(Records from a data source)
....
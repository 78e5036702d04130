// src/api/webhook.rs
// POST /webhook: indicator event ingestion

use crate::errors::ServiceError;
use crate::ingest::IngestReport;
use crate::state::AppState;
use axum::extract::rejection::JsonRejection;
use axum::extract::State;
use axum::http::StatusCode;
use axum::Json;
use chrono::Utc;
use serde_json::{json, Value};
use tracing::{info, info_span, warn, Instrument};
use uuid::Uuid;

pub async fn webhook(
    State(state): State<AppState>,
    payload: Result<Json<Value>, JsonRejection>,
) -> Result<(StatusCode, Json<Value>), ServiceError> {
    let request_id = Uuid::new_v4();
    async move {
        let Json(payload) =
            payload.map_err(|e| ServiceError::BadRequest(e.body_text()))?;
        let report = state.ingest.ingest(&payload, Utc::now()).await?;
        Ok::<_, ServiceError>(respond(report))
    }
    .instrument(info_span!("webhook", %request_id))
    .await
}

fn respond(report: IngestReport) -> (StatusCode, Json<Value>) {
    if report.is_batch {
        let status = if report.accepted > 0 {
            StatusCode::OK
        } else {
            StatusCode::BAD_REQUEST
        };
        return (
            status,
            Json(json!({
                "success": report.accepted > 0,
                "accepted": report.accepted,
                "inserted": report.inserted,
                "duplicates": report.duplicates,
                "orphaned": report.orphaned,
                "errors": report.errors,
            })),
        );
    }

    if let Some(rejection) = report.errors.first() {
        warn!("Webhook rejected: {}", rejection.error);
        let mut body = json!({"success": false, "error": rejection.error});
        if let Some(trade_id) = &rejection.trade_id {
            body["trade_id"] = json!(trade_id);
        }
        return (StatusCode::BAD_REQUEST, Json(body));
    }

    let trade_id = report.trade_ids.first().cloned().unwrap_or_default();
    info!(
        "Webhook accepted for {} ({})",
        trade_id,
        if report.inserted > 0 { "new" } else { "duplicate" }
    );
    (
        StatusCode::OK,
        Json(json!({
            "success": true,
            "trade_id": trade_id,
            "inserted": report.inserted > 0,
            "duplicate": report.duplicates > 0,
            "orphaned": report.orphaned > 0,
        })),
    )
}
....
**EXERCISE INSTRUCTIONS**
Output all of the records, keeping every word exact.

**TASK SOLUTION**
repository 78e5036702d04130
// src/api/webhook.rs
// POST /webhook: indicator event ingestion

use crate::errors::ServiceError;
use crate::ingest::IngestReport;
use crate::state::AppState;
use axum::extract::rejection::JsonRejection;
use axum::extract::State;
use axum::http::StatusCode;
use axum::Json;
use chrono::Utc;
use serde_json::{json, Value};
use tracing::{info, info_span, warn, Instrument};
use uuid::Uuid;

pub async fn webhook(
    State(state): State<AppState>,
    payload: Result<Json<Value>, JsonRejection>,
) -> Result<(StatusCode, Json<Value>), ServiceError> {
    let request_id = Uuid::new_v4();
    async move {
        let Json(payload) =
            payload.map_err(|e| ServiceError::BadRequest(e.body_text()))?;
        let report = state.ingest.ingest(&payload, Utc::now()).await?;
        Ok::<_, ServiceError>(respond(report))
    }
    .instrument(info_span!("webhook", %request_id))
    .await
}

fn respond(report: IngestReport) -> (StatusCode, Json<Value>) {
    if report.is_batch {
        let status = if report.accepted > 0 {
            StatusCode::OK
        } else {
            StatusCode::BAD_REQUEST
        };
        return (
            status,
            Json(json!({
                "success": report.accepted > 0,
                "accepted": report.accepted,
                "inserted": report.inserted,
                "duplicates": report.duplicates,
                "orphaned": report.orphaned,
                "errors": report.errors,
            })),
        );
    }

    if let Some(rejection) = report.errors.first() {
        warn!("Webhook rejected: {}", rejection.error);
        let mut body = json!({"success": false, "error": rejection.error});
        if let Some(trade_id) = &rejection.trade_id {
            body["trade_id"] = json!(trade_id);
        }
        return (StatusCode::BAD_REQUEST, Json(body));
    }

    let trade_id = report.trade_ids.first().cloned().unwrap_or_default();
    info!(
        "Webhook accepted for {} ({})",
        trade_id,
        if report.inserted > 0 { "new" } else { "duplicate" }
    );
    (
        StatusCode::OK,
        Json(json!({
            "success": true,
            "trade_id": trade_id,
            "inserted": report.inserted > 0,
            "duplicate": report.duplicates > 0,
            "orphaned": report.orphaned > 0,
        })),
    )
}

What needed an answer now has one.